Stored data entries
==*==

// SPDX-FileCopyrightText: 2026 The sylva authors
// SPDX-License-Identifier: EUPL-1.2 OR MIT

use std::io;
use std::path::PathBuf;
use std::pin::Pin;
use std::task::{Context, Poll, ready};

use bytes::Bytes;
use futures::Stream;
use tokio::io::DuplexStream;
use tokio::sync::oneshot;
use tokio_util::io::ReaderStream;
use tracing::debug;

use crate::archive::dumper::DumpOptions;

/// Default size of the yielded [`Bytes`] chunks (64 KiB).
const DEFAULT_CHUNK_SIZE: usize = 64 * 1024;

/// The pipe buffers a few chunks' worth of encoded bytes, so the encoder
/// can work ahead of a slow consumer without unbounded memory growth.
const PIPE_CHUNKS: usize = 4;

/// A [`Stream`] of [`Bytes`] chunks holding the canonical archive of a
/// path.
///
/// A spawned task encodes into one end of an in-memory pipe while this
/// stream reads chunks off the other end, so encoding overlaps with
/// whatever the consumer does with the chunks; the pipe's fixed capacity
/// is the back-pressure. A dump failure is delivered through the stream as
/// an [`io::Error`] item after any chunks already encoded.
pub struct NarByteStream {
    chunks: ReaderStream<DuplexStream>,
    dump_error: Option<oneshot::Receiver<io::Error>>,
}

impl NarByteStream {
    /// Streams the archive of `path` in chunks of the default size.
    pub fn new(path: PathBuf) -> Self {
        Self::with_chunk_size(path, DEFAULT_CHUNK_SIZE)
    }

    /// Streams the archive of `path` with a custom chunk size.
    pub fn with_chunk_size(path: PathBuf, chunk_size: usize) -> Self {
        let (reader, mut writer) = tokio::io::duplex(chunk_size.max(1) * PIPE_CHUNKS);
        let (error_tx, error_rx) = oneshot::channel();

        tokio::task::spawn(async move {
            if let Err(err) = DumpOptions::new().dump(&path, &mut writer).await {
                debug!(path = %path.display(), "archive stream failed: {err}");
                let _ = error_tx.send(io::Error::other(err));
            }
            // Dropping the writer closes the pipe; the error, if any, is
            // already in place by then.
        });

        Self {
            chunks: ReaderStream::with_capacity(reader, chunk_size),
            dump_error: Some(error_rx),
        }
    }
}

impl Stream for NarByteStream {
    type Item = io::Result<Bytes>;

    fn poll_next(mut self: Pin<&mut Self>, cx: &mut Context<'_>) -> Poll<Option<Self::Item>> {
        if let Some(item) = ready!(Pin::new(&mut self.chunks).poll_next(cx)) {
            return Poll::Ready(Some(item));
        }
        // The pipe is closed; report a dump failure exactly once.
        match self.dump_error.take().map(|mut rx| rx.try_recv()) {
            Some(Ok(err)) => Poll::Ready(Some(Err(err))),
            _ => Poll::Ready(None),
        }
    }
}

#[cfg(test)]
mod unittests {
    use futures::StreamExt as _;
    use tempfile::TempDir;

    use super::*;
    use crate::archive::dump;
    use crate::test::fixture_tree;

    #[tokio::test]
    async fn chunks_concatenate_to_the_archive() {
        let dir = TempDir::new().unwrap();
        let root = fixture_tree(dir.path());

        let mut expected = Vec::new();
        dump(&root, &mut expected).await.unwrap();

        let mut stream = NarByteStream::with_chunk_size(root, 16);
        let mut collected = Vec::new();
        while let Some(chunk) = stream.next().await {
            collected.extend_from_slice(&chunk.unwrap());
        }
        assert_eq!(collected, expected);
    }

    #[tokio::test]
    async fn chunks_respect_the_requested_size() {
        let dir = TempDir::new().unwrap();
        let root = fixture_tree(dir.path());

        let mut stream = NarByteStream::with_chunk_size(root, 16);
        while let Some(chunk) = stream.next().await {
            assert!(chunk.unwrap().len() <= 16);
        }
    }

    #[tokio::test]
    async fn dump_failure_surfaces_as_stream_error() {
        let dir = TempDir::new().unwrap();
        let mut stream = NarByteStream::new(dir.path().join("missing"));
        let first = stream.next().await.unwrap();
        assert!(first.is_err());
        assert!(stream.next().await.is_none());
    }
}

==*==

WHAT IS REQUIRED:
Exactly as they stand above, write out all the entries again.

OUTPUT OF THE TASK:
// SPDX-FileCopyrightText: 2026 The sylva authors
// SPDX-License-Identifier: EUPL-1.2 OR MIT

use std::io;
use std::path::PathBuf;
use std::pin::Pin;
use std::task::{Context, Poll, ready};

use bytes::Bytes;
use futures::Stream;
use tokio::io::DuplexStream;
use tokio::sync::oneshot;
use tokio_util::io::ReaderStream;
use tracing::debug;

use crate::archive::dumper::DumpOptions;

/// Default size of the yielded [`Bytes`] chunks (64 KiB).
const DEFAULT_CHUNK_SIZE: usize = 64 * 1024;

/// The pipe buffers a few chunks' worth of encoded bytes, so the encoder
/// can work ahead of a slow consumer without unbounded memory growth.
const PIPE_CHUNKS: usize = 4;

/// A [`Stream`] of [`Bytes`] chunks holding the canonical archive of a
/// path.
///
/// A spawned task encodes into one end of an in-memory pipe while this
/// stream reads chunks off the other end, so encoding overlaps with
/// whatever the consumer does with the chunks; the pipe's fixed capacity
/// is the back-pressure. A dump failure is delivered through the stream as
/// an [`io::Error`] item after any chunks already encoded.
pub struct NarByteStream {
    chunks: ReaderStream<DuplexStream>,
    dump_error: Option<oneshot::Receiver<io::Error>>,
}

impl NarByteStream {
    /// Streams the archive of `path` in chunks of the default size.
    pub fn new(path: PathBuf) -> Self {
        Self::with_chunk_size(path, DEFAULT_CHUNK_SIZE)
    }

    /// Streams the archive of `path` with a custom chunk size.
    pub fn with_chunk_size(path: PathBuf, chunk_size: usize) -> Self {
        let (reader, mut writer) = tokio::io::duplex(chunk_size.max(1) * PIPE_CHUNKS);
        let (error_tx, error_rx) = oneshot::channel();

        tokio::task::spawn(async move {
            if let Err(err) = DumpOptions::new().dump(&path, &mut writer).await {
                debug!(path = %path.display(), "archive stream failed: {err}");
                let _ = error_tx.send(io::Error::other(err));
            }
            // Dropping the writer closes the pipe; the error, if any, is
            // already in place by then.
        });

        Self {
            chunks: ReaderStream::with_capacity(reader, chunk_size),
            dump_error: Some(error_rx),
        }
    }
}

impl Stream for NarByteStream {
    type Item = io::Result<Bytes>;

    fn poll_next(mut self: Pin<&mut Self>, cx: &mut Context<'_>) -> Poll<Option<Self::Item>> {
        if let Some(item) = ready!(Pin::new(&mut self.chunks).poll_next(cx)) {
            return Poll::Ready(Some(item));
        }
        // The pipe is closed; report a dump failure exactly once.
        match self.dump_error.take().map(|mut rx| rx.try_recv()) {
            Some(Ok(err)) => Poll::Ready(Some(Err(err))),
            _ => Poll::Ready(None),
        }
    }
}

#[cfg(test)]
mod unittests {
    use futures::StreamExt as _;
    use tempfile::TempDir;

    use super::*;
    use crate::archive::dump;
    use crate::test::fixture_tree;

    #[tokio::test]
    async fn chunks_concatenate_to_the_archive() {
        let dir = TempDir::new().unwrap();
        let root = fixture_tree(dir.path());

        let mut expected = Vec::new();
        dump(&root, &mut expected).await.unwrap();

        let mut stream = NarByteStream::with_chunk_size(root, 16);
        let mut collected = Vec::new();
        while let Some(chunk) = stream.next().await {
            collected.extend_from_slice(&chunk.unwrap());
        }
        assert_eq!(collected, expected);
    }

    #[tokio::test]
    async fn chunks_respect_the_requested_size() {
        let dir = TempDir::new().unwrap();
        let root = fixture_tree(dir.path());

        let mut stream = NarByteStream::with_chunk_size(root, 16);
        while let Some(chunk) = stream.next().await {
            assert!(chunk.unwrap().len() <= 16);
        }
    }

    #[tokio::test]
    async fn dump_failure_surfaces_as_stream_error() {
        let dir = TempDir::new().unwrap();
        let mut stream = NarByteStream::new(dir.path().join("missing"));
        let first = stream.next().await.unwrap();
        assert!(first.is_err());
        assert!(stream.next().await.is_none());
    }
}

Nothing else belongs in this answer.